Tay‐Sachs disease (TSD) is the prototype for ethnic‐based carrier screening, with a carrier rate of ~1/27 in Ashkenazi Jews and French Canadians. HexA enzyme analysis is the current gold standard for TSD carrier screening (detection rate ~98%), but has technical limitations. We compared DNA analysis by next‐generation DNA sequencing (NGS) plus an assay for the 7.6 kb deletion to enzyme analysis for TSD carrier screening using 74 samples collected from participants at a TSD family conference. Fifty‐one of 74 participants had positive enzyme results (46 carriers, five late‐onset Tay‐Sachs [LOTS]), 16 had negative, and seven had inconclusive results. NGS + 7.6 kb del screening of HEXA found a pathogenic mutation, pseudoallele, or variant of unknown significance (VUS) in 100% of the enzyme‐positive or obligate carrier/enzyme‐inconclusive samples. NGS detected the B1 allele in two enzyme‐negative obligate carriers. Our data indicate that NGS can be used as a TSD clinical carrier screening tool. We demonstrate that NGS can be superior in detecting TSD carriers compared to traditional enzyme and genotyping methodologies, which are limited by false‐positive and false‐negative results and ethnically focused, limited mutation panels, respectively, but is not ready for sole use due to lack of information regarding some VUS.

A rigorous approach for selection of optimal variant sets for carrier screening with demonstration of clinical utility.

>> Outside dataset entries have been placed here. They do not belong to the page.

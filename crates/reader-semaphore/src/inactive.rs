// Copyright (c) 2023 - 2026 CoralDB Software, Inc., CoralDB GmbH.
// All rights reserved.
//
// Use of this software is governed by the Business Source License
// included in the LICENSE file.
//
// As of the Change Date specified in that file, in accordance with
// the Business Source License, use of this software will be governed
// by the Apache License, Version 2.0.

use std::fmt;
use std::panic::{catch_unwind, AssertUnwindSafe};
use std::sync::Arc;

use tokio::task::AbortHandle;
use tracing::error;

use crate::permit::ReaderPermit;
use crate::reader::Reader;
use crate::semaphore::SemaphoreInner;

/// Why an inactive read was evicted.
#[derive(Debug, Clone, Copy, PartialEq, Eq)]
pub enum EvictReason {
    /// The semaphore needed the read's resources to admit a waiter.
    Permit,
    /// The read's TTL expired.
    Time,
    /// The caller asked for the eviction.
    Manual,
}

impl fmt::Display for EvictReason {
    fn fmt(&self, f: &mut fmt::Formatter<'_>) -> fmt::Result {
        let s = match self {
            EvictReason::Permit => "permit",
            EvictReason::Time => "time",
            EvictReason::Manual => "manual",
        };
        f.write_str(s)
    }
}

pub(crate) type NotifyHandler = Box<dyn FnOnce(EvictReason) + Send>;

/// A paused reader parked in the semaphore's cache.
pub(crate) struct InactiveRead {
    pub(crate) reader: Box<dyn Reader>,
    pub(crate) permit: ReaderPermit,
    pub(crate) notify_handler: Option<NotifyHandler>,
    pub(crate) ttl_timer: Option<AbortHandle>,
}

/// Handle to a registered inactive read, used to take the reader back out.
///
/// Holds a back-reference to the issuing semaphore so that a handle routed
/// to the wrong instance can be diagnosed.
pub struct InactiveReadHandle {
    pub(crate) inner: Option<(Arc<SemaphoreInner>, u64)>,
}

impl InactiveReadHandle {
    pub(crate) fn attached(semaphore: Arc<SemaphoreInner>, seq: u64) -> Self {
        Self {
            inner: Some((semaphore, seq)),
        }
    }

    pub(crate) fn empty() -> Self {
        Self { inner: None }
    }

    /// True when registration parked the reader. An empty handle means the
    /// reader was evicted on the spot and has already been closed.
    pub fn is_attached(&self) -> bool {
        self.inner.is_some()
    }
}

impl fmt::Debug for InactiveReadHandle {
    fn fmt(&self, f: &mut fmt::Formatter<'_>) -> fmt::Result {
        f.debug_struct("InactiveReadHandle")
            .field("attached", &self.is_attached())
            .finish()
    }
}

/// An inactive read pulled out of the cache, with its eviction notification
/// still pending. [`finish`](Self::finish) must run outside the semaphore's
/// state lock: notify handlers are caller code and may call back into the
/// semaphore.
pub(crate) struct DetachedRead {
    pub(crate) reader: Box<dyn Reader>,
    // Dropped here, outside the lock, in case this clone is the last one.
    pub(crate) permit: ReaderPermit,
    pub(crate) notify: Option<(NotifyHandler, EvictReason)>,
}

impl DetachedRead {
    pub(crate) fn finish(self) -> Box<dyn Reader> {
        let DetachedRead {
            reader,
            permit,
            notify,
        } = self;
        if let Some((handler, reason)) = notify {
            if catch_unwind(AssertUnwindSafe(move || handler(reason))).is_err() {
                error!(
                    "evict(): notify handler failed for inactive read evicted due to {}",
                    reason
                );
            }
        }
        drop(permit);
        reader
    }
}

Carrier screening for certain diseases is recommended by major medical and Ashkenazi Jewish (AJ) societies. Most carrier screening panels test only for common, ethnic‐specific variants. However, with formerly isolated ethnic groups becoming increasingly intermixed, this approach is becoming inadequate. Our objective was to develop a rigorous process to curate all variants, for relevant genes, into a database and then apply stringent clinical validity classification criteria to each in order to retain only those with clear evidence for pathogenicity. The resulting variant set, in conjunction with next‐generation DNA sequencing (NGS), then affords the capability for an ethnically diverse, comprehensive, highly specific carrier‐screening assay. The clinical utility of our approach was demonstrated by screening a pan‐ethnic population of 22,864 individuals for Bloom syndrome carrier status using a BLM variant panel comprised of 50 pathogenic variants. In addition to carriers of the common AJ founder variant, we identified 57 carriers of other pathogenic BLM variants. All variants reported had previously been curated and their clinical validity documented, or were of a type that met our stringent, preassigned validity criteria. Thus, it was possible to confidently report an increased number of Blooms syndrome carriers compared to traditional, ethnicity‐based screening, while not reducing the specificity of the screening due to reporting variants of unknown clinical significance.